Identify every line in the records below that contains the word "transcriptions", and copy each of those lines.

*** INPUT ***

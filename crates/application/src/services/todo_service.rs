//! Todo CRUD over the external store

use std::{fmt, sync::Arc};

use domain::{Todo, TodoDraft, TodoId};
use tracing::{debug, instrument};

use crate::{error::ApplicationError, ports::TodoStorePort};

const NOT_FOUND: &str = "Todo not found";

/// Service for the five todo operations
pub struct TodoService {
    store: Arc<dyn TodoStorePort>,
}

impl fmt::Debug for TodoService {
    fn fmt(&self, f: &mut fmt::Formatter<'_>) -> fmt::Result {
        f.debug_struct("TodoService").finish_non_exhaustive()
    }
}

impl TodoService {
    pub fn new(store: Arc<dyn TodoStorePort>) -> Self {
        Self { store }
    }

    #[instrument(skip(self))]
    pub async fn list(&self) -> Result<Vec<Todo>, ApplicationError> {
        let todos = self.store.list().await?;
        debug!(count = todos.len(), "Listed todos");
        Ok(todos)
    }

    #[instrument(skip(self), fields(id = %id))]
    pub async fn get(&self, id: &TodoId) -> Result<Todo, ApplicationError> {
        self.store
            .get(id)
            .await?
            .ok_or_else(|| ApplicationError::NotFound(NOT_FOUND.to_string()))
    }

    #[instrument(skip(self, draft), fields(is_complete = draft.is_complete))]
    pub async fn create(&self, draft: &TodoDraft) -> Result<Todo, ApplicationError> {
        let todo = self.store.create(draft).await?;
        debug!(id = %todo.id, "Created todo");
        Ok(todo)
    }

    #[instrument(skip(self, draft), fields(id = %id))]
    pub async fn update(&self, id: &TodoId, draft: &TodoDraft) -> Result<Todo, ApplicationError> {
        self.store
            .update(id, draft)
            .await?
            .ok_or_else(|| ApplicationError::NotFound(NOT_FOUND.to_string()))
    }

    #[instrument(skip(self), fields(id = %id))]
    pub async fn delete(&self, id: &TodoId) -> Result<(), ApplicationError> {
        if self.store.delete(id).await? {
            Ok(())
        } else {
            Err(ApplicationError::NotFound(NOT_FOUND.to_string()))
        }
    }
}
//! Audio transcription upload

use axum::{Json, extract::Multipart, extract::State};
use chrono::{DateTime, Utc};
use domain::TranscriptionRecord;
use serde::{Deserialize, Serialize};
use tracing::instrument;
use utoipa::ToSchema;

use super::form::UploadForm;
use crate::{error::ApiError, state::AppState};

/// Multipart field carrying the audio file
pub const AUDIO_FIELD: &str = "audio";

#[derive(Debug, Serialize, Deserialize, ToSchema)]
#[schema(example = json!({
    "id": "1718000000000",
    "text": "hello world",
    "duration": 0,
    "filename": "clip.mp3",
    "timestamp": "2024-06-10T08:00:00Z"
}))]
pub struct TranscriptionResponse {
    pub id: String,
    pub text: String,
    /// Always 0; the provider does not report it for plain-text output
    pub duration: f64,
    pub filename: String,
    pub timestamp: DateTime<Utc>,
}

impl From<TranscriptionRecord> for TranscriptionResponse {
    fn from(record: TranscriptionRecord) -> Self {
        Self {
            id: record.id,
            text: record.text,
            duration: record.duration,
            filename: record.filename,
            timestamp: record.timestamp,
        }
    }
}

/// Only for the OpenAPI document
#[allow(dead_code)]
#[derive(ToSchema)]
pub struct TranscriptionUpload {
    #[schema(value_type = String, format = Binary)]
    pub audio: Vec<u8>,
}

/// Transcribe one uploaded audio file
#[utoipa::path(
    post,
    path = "/api/transcribe",
    tag = "transcription",
    request_body(content = TranscriptionUpload, content_type = "multipart/form-data"),
    responses(
        (status = 200, description = "Transcribed text", body = TranscriptionResponse),
        (status = 400, description = "Missing, non-audio or oversized file", body = crate::error::ErrorResponse),
        (status = 413, description = "Request body over the server limit", body = crate::error::ErrorResponse),
        (status = 500, description = "Transcription failed", body = crate::error::ErrorResponse)
    )
)]
#[instrument(skip(state, multipart))]
pub async fn transcribe(
    State(state): State<AppState>,
    multipart: Multipart,
) -> Result<Json<TranscriptionResponse>, ApiError> {
    let mut form = UploadForm::read(multipart).await?;
    let upload = form
        .take_file(AUDIO_FIELD)
        .ok_or_else(|| ApiError::BadRequest("No audio file provided".to_string()))?;

    let record = state
        .transcription
        .transcribe(&upload)
        .await
        .map_err(|e| ApiError::failed("Transcription failed", "transcription_failed", e))?;

    Ok(Json(record.into()))
}

/// Past transcriptions; always empty
#[utoipa::path(
    get,
    path = "/api/transcribe/history",
    tag = "transcription",
    responses((status = 200, description = "Transcription history", body = Vec<TranscriptionResponse>))
)]
pub async fn history(State(state): State<AppState>) -> Json<Vec<TranscriptionResponse>> {
    Json(
        state
            .transcription
            .history()
            .into_iter()
            .map(Into::into)
            .collect(),
    )
}
//! OpenAI Whisper transcription provider
//!
//! Requests `response_format=text`, so a successful response body is the
//! transcript itself rather than JSON.

use std::time::Duration;

use async_trait::async_trait;
use reqwest::{Client, Response, multipart::Form};
use serde::Deserialize;
use tracing::{debug, instrument, warn};

use super::file_part;
use crate::config::OpenAiSpeechConfig;
use crate::error::SpeechError;
use crate::ports::SpeechToText;
use crate::types::AudioFile;

/// OpenAI speech-to-text provider
#[derive(Debug, Clone)]
pub struct OpenAiWhisperProvider {
    client: Client,
    config: OpenAiSpeechConfig,
}

/// OpenAI API error response
#[derive(Debug, Deserialize)]
struct ApiError {
    error: ApiErrorDetail,
}

#[derive(Debug, Deserialize)]
struct ApiErrorDetail {
    message: String,
}

impl OpenAiWhisperProvider {
    /// Create a new provider
    ///
    /// # Errors
    ///
    /// Returns `SpeechError::Configuration` if the configuration is invalid.
    pub fn new(config: OpenAiSpeechConfig) -> Result<Self, SpeechError> {
        config.validate().map_err(SpeechError::Configuration)?;

        let client = Client::builder()
            .timeout(Duration::from_millis(config.timeout_ms))
            .build()
            .map_err(|e| {
                SpeechError::Configuration(format!("Failed to create HTTP client: {e}"))
            })?;

        Ok(Self { client, config })
    }

    fn api_key(&self) -> Result<&str, SpeechError> {
        self.config
            .api_key
            .as_deref()
            .filter(|k| !k.trim().is_empty())
            .ok_or_else(|| {
                SpeechError::Configuration(
                    "OpenAI API key is not configured (set OPENAI_API_KEY)".to_string(),
                )
            })
    }

    fn stt_url(&self) -> String {
        format!(
            "{}/audio/transcriptions",
            self.config.base_url.trim_end_matches('/')
        )
    }

    fn transport_error(&self, err: reqwest::Error) -> SpeechError {
        if err.is_timeout() {
            SpeechError::Timeout(self.config.timeout_ms)
        } else {
            err.into()
        }
    }

    async fn rejection(response: Response) -> SpeechError {
        let status = response.status();
        let body = response.text().await.unwrap_or_default();

        let message = serde_json::from_str::<ApiError>(&body).map_or_else(
            |_| {
                if body.trim().is_empty() {
                    format!("HTTP {status}")
                } else {
                    body.clone()
                }
            },
            |e| e.error.message,
        );
        SpeechError::Rejected {
            status: status.as_u16(),
            message,
        }
    }
}

#[async_trait]
impl SpeechToText for OpenAiWhisperProvider {
    #[instrument(skip(self, audio), fields(filename = %audio.filename, content_type = %audio.content_type))]
    async fn transcribe_file(&self, audio: &AudioFile) -> Result<String, SpeechError> {
        let api_key = self.api_key()?;
        debug!("Transcribing audio with OpenAI Whisper");

        let form = Form::new()
            .part("file", file_part(audio).await?)
            .text("model", self.config.model.clone())
            .text("response_format", "text");

        let response = self
            .client
            .post(self.stt_url())
            .bearer_auth(api_key)
            .multipart(form)
            .send()
            .await
            .map_err(|e| self.transport_error(e))?;

        if !response.status().is_success() {
            let err = Self::rejection(response).await;
            warn!(error = %err, "OpenAI rejected transcription");
            return Err(err);
        }

        let text = response
            .text()
            .await
            .map_err(|e| SpeechError::InvalidResponse(format!("Failed to read response: {e}")))?;
        let text = text.trim_end().to_string();

        debug!(text_len = text.len(), "Transcription complete");
        Ok(text)
    }

    fn is_configured(&self) -> bool {
        self.config.has_api_key()
    }

    fn model_name(&self) -> &str {
        &self.config.model
    }
}

#[cfg(test)]
mod tests {
    use std::io::Write;

    use wiremock::matchers::{body_string_contains, header, method, path};
    use wiremock::{Mock, MockServer, ResponseTemplate};

    use super::*;

    fn create_test_provider(mock_server: &MockServer) -> OpenAiWhisperProvider {
        let config = OpenAiSpeechConfig {
            api_key: Some("test-api-key".to_string()),
            base_url: mock_server.uri(),
            ..Default::default()
        };
        OpenAiWhisperProvider::new(config).unwrap()
    }

    fn audio_file() -> (tempfile::NamedTempFile, AudioFile) {
        let mut file = tempfile::Builder::new().suffix(".mp3").tempfile().unwrap();
        file.write_all(b"ID3\x03\x00fake-mp3").unwrap();
        let audio = AudioFile::new(file.path(), "clip.mp3", "audio/mpeg");
        (file, audio)
    }

    #[tokio::test]
    async fn transcribe_returns_plain_text() {
        let mock_server = MockServer::start().await;

        Mock::given(method("POST"))
            .and(path("/audio/transcriptions"))
            .and(header("authorization", "Bearer test-api-key"))
            .and(body_string_contains("whisper-1"))
            .and(body_string_contains("name=\"response_format\""))
            .and(body_string_contains("filename=\"clip.mp3\""))
            .respond_with(ResponseTemplate::new(200).set_body_string("hello world\n"))
            .expect(1)
            .mount(&mock_server)
            .await;

        let provider = create_test_provider(&mock_server);
        let (_guard, audio) = audio_file();

        let text = provider.transcribe_file(&audio).await.unwrap();
        assert_eq!(text, "hello world");
    }

    #[tokio::test]
    async fn api_error_message_is_passed_through() {
        let mock_server = MockServer::start().await;

        Mock::given(method("POST"))
            .and(path("/audio/transcriptions"))
            .respond_with(ResponseTemplate::new(400).set_body_json(serde_json::json!({
                "error": {
                    "message": "Invalid file format. Supported formats: ['flac', 'mp3']",
                    "type": "invalid_request_error",
                    "code": null
                }
            })))
            .mount(&mock_server)
            .await;

        let provider = create_test_provider(&mock_server);
        let (_guard, audio) = audio_file();

        let err = provider.transcribe_file(&audio).await.unwrap_err();
        assert!(matches!(err, SpeechError::Rejected { status: 400, .. }));
        assert_eq!(
            err.to_string(),
            "Invalid file format. Supported formats: ['flac', 'mp3']"
        );
    }

    #[tokio::test]
    async fn non_json_error_body_is_kept() {
        let mock_server = MockServer::start().await;

        Mock::given(method("POST"))
            .respond_with(ResponseTemplate::new(502).set_body_string("Bad Gateway"))
            .mount(&mock_server)
            .await;

        let provider = create_test_provider(&mock_server);
        let (_guard, audio) = audio_file();

        let err = provider.transcribe_file(&audio).await.unwrap_err();
        assert_eq!(err.to_string(), "Bad Gateway");
    }

    #[tokio::test]
    async fn missing_api_key_fails_without_request() {
        let mock_server = MockServer::start().await;
        Mock::given(method("POST"))
            .respond_with(ResponseTemplate::new(200))
            .expect(0)
            .mount(&mock_server)
            .await;

        let provider = OpenAiWhisperProvider::new(OpenAiSpeechConfig {
            base_url: mock_server.uri(),
            ..Default::default()
        })
        .unwrap();
        let (_guard, audio) = audio_file();

        assert!(!provider.is_configured());
        let err = provider.transcribe_file(&audio).await.unwrap_err();
        assert!(matches!(err, SpeechError::Configuration(_)));
        assert!(err.to_string().contains("API key"));
    }

    #[tokio::test]
    async fn missing_file_is_audio_error() {
        let mock_server = MockServer::start().await;
        let provider = create_test_provider(&mock_server);
        let audio = AudioFile::new("/nonexistent/clip.mp3", "clip.mp3", "audio/mpeg");

        let err = provider.transcribe_file(&audio).await.unwrap_err();
        assert!(matches!(err, SpeechError::AudioFile(_)));
    }

    #[tokio::test]
    async fn slow_provider_times_out() {
        let mock_server = MockServer::start().await;
        Mock::given(method("POST"))
            .respond_with(
                ResponseTemplate::new(200)
                    .set_body_string("late")
                    .set_delay(Duration::from_millis(500)),
            )
            .mount(&mock_server)
            .await;

        let provider = OpenAiWhisperProvider::new(OpenAiSpeechConfig {
            api_key: Some("k".to_string()),
            base_url: mock_server.uri(),
            timeout_ms: 50,
            ..Default::default()
        })
        .unwrap();
        let (_guard, audio) = audio_file();

        let err = provider.transcribe_file(&audio).await.unwrap_err();
        assert!(matches!(err, SpeechError::Timeout(50)));
    }

    #[test]
    fn model_name_comes_from_config() {
        let provider = OpenAiWhisperProvider::new(OpenAiSpeechConfig::default()).unwrap();
        assert_eq!(provider.model_name(), "whisper-1");
    }
}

*** End of INPUT ***

# [EXERCISE RESULT]
/// Past transcriptions; always empty
            "{}/audio/transcriptions",
            .and(path("/audio/transcriptions"))
            .and(path("/audio/transcriptions"))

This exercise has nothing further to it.